Search code examples
elasticsearchresthighlevelclient

query on same field with multiple values using RestHighLevelClient


I have to filter/query multiple urls on "url" field using Elasticsearch RestHighLevelClient. I formed my query as below but it is giving 0 records.

query.must(QueryBuilders.queryStringQuery("http://localhost:8080/test/*")
                         .field("url")
                        .lenient(true)
                        .escape(true)
                        .analyzeWildcard(true)
                        .fuzziness(Fuzziness.ZERO)
                        .defaultOperator(Operator.AND)
                        .boost(1.0f));
query.must(QueryBuilders.queryStringQuery("http://www.bbc.com/*")
                     .field("url")
                    .lenient(true)
                    .escape(true)
                    .analyzeWildcard(true)
                    .fuzziness(Fuzziness.ZERO)
                    .defaultOperator(Operator.AND)
                    .boost(1.0f));

If I change to below it will give me only matching records url http://localhost:8080/test/* as I am setting Operator.AND to this and for query on url http://www.bbc.com/* to Operator.OR.

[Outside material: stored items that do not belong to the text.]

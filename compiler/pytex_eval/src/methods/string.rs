//! `str` methods. Indices and widths count characters, not bytes.

use std::rc::Rc;

use crate::errors::{no_attribute, type_error, value_error, EvalResult};
use crate::format::format_template;
use crate::interpreter::Args;
use crate::iter::iterate;
use crate::Value;

pub(super) fn call(s: &Rc<str>, name: &str, mut args: Args) -> EvalResult {
    match name {
        "upper" => {
            args.expect(name, 0, 0)?;
            Ok(Value::from(s.to_uppercase()))
        }
        "lower" => {
            args.expect(name, 0, 0)?;
            Ok(Value::from(s.to_lowercase()))
        }
        "strip" | "lstrip" | "rstrip" => {
            args.expect(name, 0, 1)?;
            let chars = optional_str(args.positional.first(), name)?;
            let matches = |c: char| match &chars {
                Some(chars) => chars.contains(c),
                None => c.is_whitespace(),
            };
            let stripped = match name {
                "strip" => s.trim_matches(matches),
                "lstrip" => s.trim_start_matches(matches),
                _ => s.trim_end_matches(matches),
            };
            Ok(Value::str(stripped))
        }
        "split" => {
            let sep = args.take_keyword("sep");
            let maxsplit = args.take_keyword("maxsplit");
            args.expect(name, 0, 2)?;
            let mut positional = args.positional.into_iter();
            let sep = sep.or_else(|| positional.next());
            let maxsplit = maxsplit.or_else(|| positional.next());
            let maxsplit = match maxsplit {
                Some(value) => value
                    .as_index()
                    .ok_or_else(|| type_error("'maxsplit' must be an integer"))?,
                None => -1,
            };
            let limit = usize::try_from(maxsplit).ok();
            let parts = match optional_str(sep.as_ref(), name)? {
                Some(sep) if sep.is_empty() => return Err(value_error("empty separator")),
                Some(sep) => match limit {
                    Some(limit) => s.splitn(limit + 1, sep.as_str()).map(Value::str).collect(),
                    None => s.split(sep.as_str()).map(Value::str).collect(),
                },
                None => split_whitespace(s, limit),
            };
            Ok(Value::list(parts))
        }
        "join" => {
            let [iterable] = args.exact::<1>(name)?;
            let mut out = String::new();
            for (i, item) in iterate(&iterable)?.enumerate() {
                let Value::Str(item) = item else {
                    return Err(type_error(format!(
                        "sequence item {i}: expected str instance, {} found",
                        item.type_name()
                    )));
                };
                if i > 0 {
                    out.push_str(s);
                }
                out.push_str(&item);
            }
            Ok(Value::from(out))
        }
        "replace" => {
            args.expect(name, 2, 3)?;
            let old = required_str(&args.positional[0], name)?;
            let new = required_str(&args.positional[1], name)?;
            let count = args.positional.get(2).and_then(Value::as_index).unwrap_or(-1);
            let replaced = match usize::try_from(count) {
                Ok(count) => s.replacen(old.as_str(), &new, count),
                Err(_) => s.replace(old.as_str(), &new),
            };
            Ok(Value::from(replaced))
        }
        "startswith" | "endswith" => {
            let [affix] = args.exact::<1>(name)?;
            let candidates = match &affix {
                Value::Tuple(items) => items.to_vec(),
                _ => vec![affix.clone()],
            };
            for candidate in candidates {
                let Value::Str(candidate) = candidate else {
                    return Err(type_error(format!(
                        "{name} first arg must be str or a tuple of str, not {}",
                        candidate.type_name()
                    )));
                };
                let hit = if name == "startswith" {
                    s.starts_with(&*candidate)
                } else {
                    s.ends_with(&*candidate)
                };
                if hit {
                    return Ok(Value::Bool(true));
                }
            }
            Ok(Value::Bool(false))
        }
        "find" => {
            let [sub] = args.exact::<1>(name)?;
            let sub = required_str(&sub, name)?;
            let index = s
                .find(sub.as_str())
                .map_or(-1, |byte| s[..byte].chars().count() as i64);
            Ok(Value::Int(index))
        }
        "count" => {
            let [sub] = args.exact::<1>(name)?;
            let sub = required_str(&sub, name)?;
            let count = if sub.is_empty() {
                s.chars().count() + 1
            } else {
                s.matches(sub.as_str()).count()
            };
            Ok(Value::Int(count as i64))
        }
        "format" => Ok(Value::from(format_template(
            s,
            &args.positional,
            &args.keywords,
        )?)),
        "capitalize" => {
            args.expect(name, 0, 0)?;
            let mut chars = s.chars();
            let capitalized = match chars.next() {
                Some(first) => first.to_uppercase().chain(chars.flat_map(char::to_lowercase)).collect(),
                None => String::new(),
            };
            Ok(Value::from(capitalized))
        }
        "title" => {
            args.expect(name, 0, 0)?;
            let mut out = String::with_capacity(s.len());
            let mut previous_cased = false;
            for c in s.chars() {
                if previous_cased {
                    out.extend(c.to_lowercase());
                } else {
                    out.extend(c.to_uppercase());
                }
                previous_cased = c.is_alphabetic();
            }
            Ok(Value::from(out))
        }
        "center" | "ljust" | "rjust" => {
            args.expect(name, 1, 2)?;
            let width = args.positional[0]
                .as_index()
                .ok_or_else(|| type_error("'width' must be an integer"))?;
            let fill = match args.positional.get(1) {
                Some(Value::Str(fill)) if fill.chars().count() == 1 => fill.chars().next().unwrap_or(' '),
                Some(_) => {
                    return Err(type_error(
                        "The fill character must be exactly one character long",
                    ))
                }
                None => ' ',
            };
            Ok(Value::from(justify(s, name, width, fill)))
        }
        "zfill" => {
            let [width] = args.exact::<1>(name)?;
            let width = width
                .as_index()
                .ok_or_else(|| type_error("'width' must be an integer"))?;
            let len = s.chars().count() as i64;
            if width <= len {
                return Ok(Value::Str(Rc::clone(s)));
            }
            let zeros = "0".repeat((width - len) as usize);
            let filled = match s.chars().next() {
                Some(sign @ ('+' | '-')) => format!("{sign}{zeros}{}", &s[1..]),
                _ => format!("{zeros}{s}"),
            };
            Ok(Value::from(filled))
        }
        "splitlines" => {
            args.expect(name, 0, 0)?;
            Ok(Value::list(split_lines(s).into_iter().map(Value::str).collect()))
        }
        "isdigit" => {
            args.expect(name, 0, 0)?;
            Ok(Value::Bool(!s.is_empty() && s.chars().all(char::is_numeric)))
        }
        "isalpha" => {
            args.expect(name, 0, 0)?;
            Ok(Value::Bool(!s.is_empty() && s.chars().all(char::is_alphabetic)))
        }
        _ => Err(no_attribute(&Value::Str(Rc::clone(s)), name)),
    }
}

fn required_str(value: &Value, method: &str) -> EvalResult<String> {
    match value {
        Value::Str(s) => Ok(s.to_string()),
        _ => Err(type_error(format!(
            "{method}() argument must be str, not {}",
            value.type_name()
        ))),
    }
}

fn optional_str(value: Option<&Value>, method: &str) -> EvalResult<Option<String>> {
    match value {
        None | Some(Value::None) => Ok(None),
        Some(value) => required_str(value, method).map(Some),
    }
}

/// Split on runs of whitespace, at most `limit` times.
fn split_whitespace(s: &str, limit: Option<usize>) -> Vec<Value> {
    let mut parts = Vec::new();
    let mut rest = s.trim_start();
    while !rest.is_empty() {
        if limit.is_some_and(|limit| parts.len() >= limit) {
            parts.push(Value::str(rest.trim_end()));
            break;
        }
        let end = rest.find(char::is_whitespace).unwrap_or(rest.len());
        parts.push(Value::str(&rest[..end]));
        rest = rest[end..].trim_start();
    }
    parts
}

/// Lines split on `\n`, `\r\n` or `\r`, without their terminators.
fn split_lines(s: &str) -> Vec<&str> {
    let mut lines = Vec::new();
    let mut start = 0;
    let bytes = s.as_bytes();
    let mut i = 0;
    while i < bytes.len() {
        match bytes[i] {
            b'\n' => {
                lines.push(&s[start..i]);
                start = i + 1;
            }
            b'\r' => {
                lines.push(&s[start..i]);
                if bytes.get(i + 1) == Some(&b'\n') {
                    i += 1;
                }
                start = i + 1;
            }
            _ => {}
        }
        i += 1;
    }
    if start < s.len() {
        lines.push(&s[start..]);
    }
    lines
}

fn justify(s: &str, method: &str, width: i64, fill: char) -> String {
    let len = s.chars().count() as i64;
    if width <= len {
        return s.to_owned();
    }
    let padding = (width - len) as usize;
    let repeat = |n: usize| std::iter::repeat_n(fill, n).collect::<String>();
    match method {
        "ljust" => format!("{s}{}", repeat(padding)),
        "rjust" => format!("{}{s}", repeat(padding)),
        _ => {
            let left = padding / 2 + (padding & width as usize & 1);
            format!("{}{s}{}", repeat(left), repeat(padding - left))
        }
    }
}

query.must(QueryBuilders.queryStringQuery("http://localhost:8080/test/*")
                         .field("url")
                        .lenient(true)
                        .escape(true)
                        .analyzeWildcard(true)
                        .fuzziness(Fuzziness.ZERO)
                        .defaultOperator(Operator.AND)
                        .boost(1.0f));
query.must(QueryBuilders.queryStringQuery("http://www.bbc.com/*")
                     .field("url")
                    .lenient(true)
                    .escape(true)
                    .analyzeWildcard(true)
                    .fuzziness(Fuzziness.ZERO)
                    .defaultOperator(Operator.OR)
                    .boost(1.0f));

So it is ignoring http://www.bbc.com/* filter.

Am I doing any mistake here? How to write multiple queries on same field?


Solution

  • You should use should rather than must in your bool query.

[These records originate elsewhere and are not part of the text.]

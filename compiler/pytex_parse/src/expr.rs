//! Expression grammar, lowest to highest precedence:
//!
//! ```text
//! expression_list := expression ("," expression)* [","]
//! expression      := lambda | or_test ["if" or_test "else" expression]
//! or_test         := and_test ("or" and_test)*
//! and_test        := not_test ("and" not_test)*
//! not_test        := "not" not_test | comparison
//! comparison      := arith (cmp_op arith)*
//! arith           := term (("+" | "-") term)*
//! term            := factor (("*" | "/" | "//" | "%") factor)*
//! factor          := ("+" | "-") factor | power
//! power           := postfix ["**" factor]
//! postfix         := atom (call | subscript | "." NAME)*
//! ```

use std::rc::Rc;

use pytex_ir::{
    Argument, BinaryOp, BoolOp, CmpOp, Comprehension, ComprehensionClause, ComprehensionKind,
    Expr, ExprKind, FStringPart, LambdaDef, Target, TokenKind, UnaryOp,
};

use crate::{fstring, ParseError, Parser};

/// Whether a token can begin an expression.
fn starts_expression(kind: &TokenKind) -> bool {
    matches!(
        kind,
        TokenKind::Name(_)
            | TokenKind::Int(_)
            | TokenKind::Float(_)
            | TokenKind::Str(_)
            | TokenKind::FString { .. }
            | TokenKind::True
            | TokenKind::False
            | TokenKind::None
            | TokenKind::LParen
            | TokenKind::LBracket
            | TokenKind::LBrace
            | TokenKind::Minus
            | TokenKind::Plus
            | TokenKind::Not
            | TokenKind::Lambda
    )
}
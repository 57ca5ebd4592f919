//! MACD (Moving Average Convergence Divergence).

use super::ema::ema_series;

/// MACD line and signal line for the two most recent sessions.
///
/// Keeping the previous pair lets the caller detect a strict crossing
/// instead of merely "currently above".
#[derive(Debug, Clone, Copy, PartialEq)]
pub struct Macd {
    pub line: f64,
    pub signal: f64,
    pub prev_line: f64,
    pub prev_signal: f64,
}

impl Macd {
    /// Strict upward crossing between the previous and current session.
    pub fn is_golden_cross(&self) -> bool {
        self.prev_line < self.prev_signal && self.line > self.signal
    }
}

/// Compute MACD over the close series.
///
/// MACD line = EMA(fast) - EMA(slow), pointwise over the full series;
/// signal line = EMA(signal_span) of the MACD line.
///
/// Returns `None` when fewer than `slow + signal_span` closes are available.
pub fn macd(closes: &[f64], fast: usize, slow: usize, signal_span: usize) -> Option<Macd> {
    if closes.len() < slow + signal_span {
        return None;
    }

    let fast_ema = ema_series(closes, fast)?;
    let slow_ema = ema_series(closes, slow)?;

    let line: Vec<f64> = fast_ema
        .iter()
        .zip(&slow_ema)
        .map(|(f, s)| f - s)
        .collect();

    let signal_line = ema_series(&line, signal_span)?;

    let n = line.len();
    if n < 2 {
        return None;
    }

    Some(Macd {
        line: line[n - 1],
        signal: signal_line[n - 1],
        prev_line: line[n - 2],
        prev_signal: signal_line[n - 2],
    })
}
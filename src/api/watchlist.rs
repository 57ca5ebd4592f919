//! Monitored watchlist endpoints.

use crate::error::{AppError, Result};
use crate::AppState;
use axum::{
    extract::{Path, State},
    routing::{delete, get, post},
    Json, Router,
};
use serde::{Deserialize, Serialize};
use serde_json::{json, Value};

pub fn router() -> Router<AppState> {
    Router::new()
        .route("/", get(list_tickers).post(add_ticker))
        .route("/:ticker", delete(remove_ticker))
        .route("/import-defaults", post(import_defaults))
}

#[derive(Debug, Serialize)]
#[serde(rename_all = "camelCase")]
pub struct WatchlistResponse {
    pub tickers: Vec<String>,
}

#[derive(Debug, Deserialize)]
#[serde(rename_all = "camelCase")]
pub struct AddTickerRequest {
    pub ticker: String,
}

async fn list_tickers(State(state): State<AppState>) -> Result<Json<WatchlistResponse>> {
    let tickers = state.store.list_monitored_tickers()?;
    Ok(Json(WatchlistResponse { tickers }))
}

async fn add_ticker(
    State(state): State<AppState>,
    Json(req): Json<AddTickerRequest>,
) -> Result<Json<Value>> {
    let ticker = req.ticker.trim().to_uppercase();
    if ticker.is_empty() {
        return Err(AppError::BadRequest("ticker must not be empty".to_string()));
    }

    let added = state.store.add_monitored_ticker(&ticker)?;
    Ok(Json(json!({ "ticker": ticker, "added": added })))
}

async fn remove_ticker(
    State(state): State<AppState>,
    Path(ticker): Path<String>,
) -> Result<Json<Value>> {
    let removed = state.store.remove_monitored_ticker(&ticker)?;
    if !removed {
        return Err(AppError::NotFound(format!(
            "{} is not on the watchlist",
            ticker.to_uppercase()
        )));
    }
    Ok(Json(json!({ "ticker": ticker.to_uppercase(), "removed": true })))
}

async fn import_defaults(State(state): State<AppState>) -> Result<Json<Value>> {
    let imported = state.store.import_default_tickers()?;
    let total = state.store.list_monitored_tickers()?.len();
    Ok(Json(json!({ "imported": imported, "total": total })))
}
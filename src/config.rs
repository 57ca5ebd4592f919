use std::env;

/// Provider fetch behavior.
#[derive(Debug, Clone)]
pub struct FetchConfig {
    /// Per-request timeout in seconds.
    pub timeout_secs: u64,
    /// Total attempts per fetch (1 = no retry).
    pub max_attempts: u32,
    /// Base backoff delay between retries (ms); doubled per attempt.
    pub backoff_base_ms: u64,
}

impl Default for FetchConfig {
    fn default() -> Self {
        Self {
            timeout_secs: 30,
            max_attempts: 3,
            backoff_base_ms: 500,
        }
    }
}

/// Application configuration.
#[derive(Debug, Clone)]
pub struct Config {
    /// Server host address.
    pub host: String,
    /// Server port.
    pub port: u16,
    /// SQLite database path.
    pub database_path: String,
    /// Maximum number of tickers analyzed concurrently per scan pass.
    pub scan_concurrency: usize,
    /// Default scheduler interval in seconds, used when no setting is stored.
    pub default_scan_interval_secs: u64,
    /// TTL for cached price series in seconds.
    pub series_cache_ttl_secs: u64,
    /// Provider fetch behavior.
    pub fetch: FetchConfig,
}

impl Config {
    /// Load configuration from environment variables.
    pub fn from_env() -> Self {
        let host = env::var("HOST").unwrap_or_else(|_| "0.0.0.0".to_string());
        let port: u16 = env::var("PORT")
            .ok()
            .and_then(|p| p.parse().ok())
            .unwrap_or(3001);

        Self {
            host,
            port,
            database_path: env::var("DATABASE_PATH")
                .unwrap_or_else(|_| "sentinel.db".to_string()),
            scan_concurrency: env::var("SCAN_CONCURRENCY")
                .ok()
                .and_then(|v| v.parse().ok())
                .unwrap_or(4),
            default_scan_interval_secs: env::var("SCAN_INTERVAL_SECS")
                .ok()
                .and_then(|v| v.parse().ok())
                .unwrap_or(1800),
            series_cache_ttl_secs: env::var("SERIES_CACHE_TTL_SECS")
                .ok()
                .and_then(|v| v.parse().ok())
                .unwrap_or(600),
            fetch: FetchConfig {
                timeout_secs: env::var("FETCH_TIMEOUT_SECS")
                    .ok()
                    .and_then(|v| v.parse().ok())
                    .unwrap_or(30),
                max_attempts: env::var("FETCH_MAX_ATTEMPTS")
                    .ok()
                    .and_then(|v| v.parse().ok())
                    .unwrap_or(3),
                backoff_base_ms: env::var("FETCH_BACKOFF_BASE_MS")
                    .ok()
                    .and_then(|v| v.parse().ok())
                    .unwrap_or(500),
            },
        }
    }
}

impl Default for Config {
    fn default() -> Self {
        Self::from_env()
    }
}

    What happens in the original query?

    The first query you perform actually asks both of the url values to be present in a document: it will match if and only if in the same document you have url: http://localhost:8080/test/ and url: http://www.bbc.com/.

    This behaviour is normal for a bool query, and is not specific to BoolQueryBuilder that I assume you are using.

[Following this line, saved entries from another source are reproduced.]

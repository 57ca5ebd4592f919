//! Rolling volume baseline.

/// Mean volume of the trailing `window` sessions, excluding the most recent.
///
/// The latest session is what gets compared against the baseline, so it
/// must not contaminate it.
///
/// Returns `None` when fewer than 2 sessions exist in the last `window + 1`.
pub fn baseline(volumes: &[f64], window: usize) -> Option<f64> {
    let tail_len = volumes.len().min(window + 1);
    if tail_len < 2 {
        return None;
    }

    let tail = &volumes[volumes.len() - tail_len..];
    let prior = &tail[..tail.len() - 1];
    Some(prior.iter().sum::<f64>() / prior.len() as f64)
}

#[cfg(test)]
mod tests {
    use super::*;

    #[test]
    fn test_baseline_insufficient_data() {
        assert!(baseline(&[], 20).is_none());
        assert!(baseline(&[5000.0], 20).is_none());
    }

    #[test]
    fn test_baseline_excludes_latest_session() {
        // 20 prior sessions at 5000, then a 15000 spike.
        let mut volumes = vec![5000.0; 20];
        volumes.push(15000.0);
        assert_eq!(baseline(&volumes, 20), Some(5000.0));
    }

    #[test]
    fn test_baseline_uses_at_most_window_sessions() {
        // Old history outside the window must not leak in.
        let mut volumes = vec![1_000_000.0; 100];
        volumes.extend(vec![5000.0; 20]);
        volumes.push(8000.0);
        assert_eq!(baseline(&volumes, 20), Some(5000.0));
    }

    #[test]
    fn test_baseline_short_history() {
        // Two sessions: the baseline is just the first one.
        assert_eq!(baseline(&[4000.0, 9000.0], 20), Some(4000.0));
    }

    #[test]
    fn test_baseline_zero_volume_sessions() {
        let mut volumes = vec![0.0; 20];
        volumes.push(10000.0);
        assert_eq!(baseline(&volumes, 20), Some(0.0));
    }
}
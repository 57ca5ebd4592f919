pub mod price;
pub mod signal;

pub use price::*;
pub use signal::*;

    How to do a logical OR of two queries?

    In fact, you should use BoolQueryBuilder.should() to put these two queries in a logical OR:

    query.should(QueryBuilders.queryStringQuery("http://localhost:8080/test/*")
                         .field("url")
                        .lenient(true)
                        .escape(true)
                        .analyzeWildcard(true)
                        .fuzziness(Fuzziness.ZERO)
                        .defaultOperator(Operator.AND)
                        .boost(1.0f));
    query.should(QueryBuilders.queryStringQuery("http://www.bbc.com/*")
                     .field("url")
                    .lenient(true)
                    .escape(true)
                    .analyzeWildcard(true)
                    .fuzziness(Fuzziness.ZERO)
                    .defaultOperator(Operator.AND)
                    .boost(1.0f));
    

    How can I combine this with other parts of my query?

    As you pointed out in the comment, your query is actually more complex: it must match one of the URL patterns, and results should be boosted if they also match the content.

    In order to achieve this you should use two nested bool queries like this:

    BoolQueryBuilder urlQuery = BoolQueryBuilder();
    
    urlQuery.should(QueryBuilders.queryStringQuery("http://localhost:8080/test/*")
                             .field("url")
                            .lenient(true)
                            .escape(true)
                            .analyzeWildcard(true)
                            .fuzziness(Fuzziness.ZERO)
                            .defaultOperator(Operator.AND)
                            .boost(1.0f));
    
    urlQuery.should(QueryBuilders.queryStringQuery("http://www.bbc.com/*")
                         .field("url")
                        .lenient(true)
                        .escape(true)
                        .analyzeWildcard(true)
                        .fuzziness(Fuzziness.ZERO)
                        .defaultOperator(Operator.AND)
                        .boost(1.0f));
    
    WildcardQueryBuilder wildcardQuery = QueryBuilderswildcardQuery("content", "anyt*");
    
    
    // here `query` is your original bool query
    query.must(urlQuery);
    query.should(wildcardQuery);
    

    Elasticsearch will interpret this query as something like:

    fetch documents that must match either url query #1 or url query #2, and rank higher those that match wildcardQuery

    What does defaultOperator have to do with all this?

    The .defaultOperator(Operator.OR) is actually just Elasticsearch trying to confuse you: it has nothing to do with uniting two queries in a logical OR, but instead is a parameter of query string query:

    default_operator

    (Optional, string) Default boolean logic used to interpret text in the query string if no operators are specified.

    This parameter actually tells Elasticsearch how to interpret the tokens inside the queryStringQuery() that you pass. You can think about the string query as a query in Lucene query language.

    Hope that helps!